INSTRUCTIONS FOR THE TASK: In full and word for word, print the data below.

THE RECORDS below:

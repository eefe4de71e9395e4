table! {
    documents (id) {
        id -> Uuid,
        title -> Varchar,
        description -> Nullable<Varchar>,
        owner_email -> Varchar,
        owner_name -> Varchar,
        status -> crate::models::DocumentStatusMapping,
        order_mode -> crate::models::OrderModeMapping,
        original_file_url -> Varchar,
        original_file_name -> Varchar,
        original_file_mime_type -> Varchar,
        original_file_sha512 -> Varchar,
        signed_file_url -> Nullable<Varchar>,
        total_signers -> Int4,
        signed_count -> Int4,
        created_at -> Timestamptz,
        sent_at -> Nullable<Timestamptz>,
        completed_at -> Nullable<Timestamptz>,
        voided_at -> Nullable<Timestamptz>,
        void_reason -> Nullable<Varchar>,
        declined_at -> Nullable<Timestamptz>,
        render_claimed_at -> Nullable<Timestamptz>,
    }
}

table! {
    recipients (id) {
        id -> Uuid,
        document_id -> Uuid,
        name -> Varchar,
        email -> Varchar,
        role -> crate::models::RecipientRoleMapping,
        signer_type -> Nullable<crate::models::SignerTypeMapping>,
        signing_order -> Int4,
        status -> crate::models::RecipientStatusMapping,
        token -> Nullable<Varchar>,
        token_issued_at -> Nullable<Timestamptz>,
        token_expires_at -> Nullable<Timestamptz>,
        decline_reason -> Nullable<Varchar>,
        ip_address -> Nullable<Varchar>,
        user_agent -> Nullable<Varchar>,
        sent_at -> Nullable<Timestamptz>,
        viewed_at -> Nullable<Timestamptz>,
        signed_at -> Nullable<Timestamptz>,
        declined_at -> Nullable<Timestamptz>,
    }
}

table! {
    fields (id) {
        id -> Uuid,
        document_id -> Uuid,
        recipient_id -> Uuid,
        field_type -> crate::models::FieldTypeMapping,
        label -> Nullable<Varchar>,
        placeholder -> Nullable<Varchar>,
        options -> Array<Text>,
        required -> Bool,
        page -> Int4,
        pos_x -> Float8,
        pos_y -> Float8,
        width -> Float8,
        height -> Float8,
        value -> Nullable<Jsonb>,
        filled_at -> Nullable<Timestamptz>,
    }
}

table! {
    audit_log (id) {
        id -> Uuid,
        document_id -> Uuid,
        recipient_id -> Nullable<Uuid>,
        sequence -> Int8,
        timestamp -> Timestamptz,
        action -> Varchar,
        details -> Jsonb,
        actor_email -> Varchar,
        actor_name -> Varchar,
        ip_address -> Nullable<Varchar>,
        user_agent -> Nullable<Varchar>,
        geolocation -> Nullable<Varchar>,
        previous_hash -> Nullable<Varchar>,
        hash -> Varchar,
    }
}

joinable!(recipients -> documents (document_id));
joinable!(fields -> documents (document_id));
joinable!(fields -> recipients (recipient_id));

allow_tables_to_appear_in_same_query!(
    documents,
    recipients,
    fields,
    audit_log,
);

End of THE RECORDS.

RESULT OF THE TASK:
repository eefe4de71e9395e4
table! {
    documents (id) {
        id -> Uuid,
        title -> Varchar,
        description -> Nullable<Varchar>,
        owner_email -> Varchar,
        owner_name -> Varchar,
        status -> crate::models::DocumentStatusMapping,
        order_mode -> crate::models::OrderModeMapping,
        original_file_url -> Varchar,
        original_file_name -> Varchar,
        original_file_mime_type -> Varchar,
        original_file_sha512 -> Varchar,
        signed_file_url -> Nullable<Varchar>,
        total_signers -> Int4,
        signed_count -> Int4,
        created_at -> Timestamptz,
        sent_at -> Nullable<Timestamptz>,
        completed_at -> Nullable<Timestamptz>,
        voided_at -> Nullable<Timestamptz>,
        void_reason -> Nullable<Varchar>,
        declined_at -> Nullable<Timestamptz>,
        render_claimed_at -> Nullable<Timestamptz>,
    }
}

table! {
    recipients (id) {
        id -> Uuid,
        document_id -> Uuid,
        name -> Varchar,
        email -> Varchar,
        role -> crate::models::RecipientRoleMapping,
        signer_type -> Nullable<crate::models::SignerTypeMapping>,
        signing_order -> Int4,
        status -> crate::models::RecipientStatusMapping,
        token -> Nullable<Varchar>,
        token_issued_at -> Nullable<Timestamptz>,
        token_expires_at -> Nullable<Timestamptz>,
        decline_reason -> Nullable<Varchar>,
        ip_address -> Nullable<Varchar>,
        user_agent -> Nullable<Varchar>,
        sent_at -> Nullable<Timestamptz>,
        viewed_at -> Nullable<Timestamptz>,
        signed_at -> Nullable<Timestamptz>,
        declined_at -> Nullable<Timestamptz>,
    }
}

table! {
    fields (id) {
        id -> Uuid,
        document_id -> Uuid,
        recipient_id -> Uuid,
        field_type -> crate::models::FieldTypeMapping,
        label -> Nullable<Varchar>,
        placeholder -> Nullable<Varchar>,
        options -> Array<Text>,
        required -> Bool,
        page -> Int4,
        pos_x -> Float8,
        pos_y -> Float8,
        width -> Float8,
        height -> Float8,
        value -> Nullable<Jsonb>,
        filled_at -> Nullable<Timestamptz>,
    }
}

table! {
    audit_log (id) {
        id -> Uuid,
        document_id -> Uuid,
        recipient_id -> Nullable<Uuid>,
        sequence -> Int8,
        timestamp -> Timestamptz,
        action -> Varchar,
        details -> Jsonb,
        actor_email -> Varchar,
        actor_name -> Varchar,
        ip_address -> Nullable<Varchar>,
        user_agent -> Nullable<Varchar>,
        geolocation -> Nullable<Varchar>,
        previous_hash -> Nullable<Varchar>,
        hash -> Varchar,
    }
}

joinable!(recipients -> documents (document_id));
joinable!(fields -> documents (document_id));
joinable!(fields -> recipients (recipient_id));

allow_tables_to_appear_in_same_query!(
    documents,
    recipients,
    fields,
    audit_log,
);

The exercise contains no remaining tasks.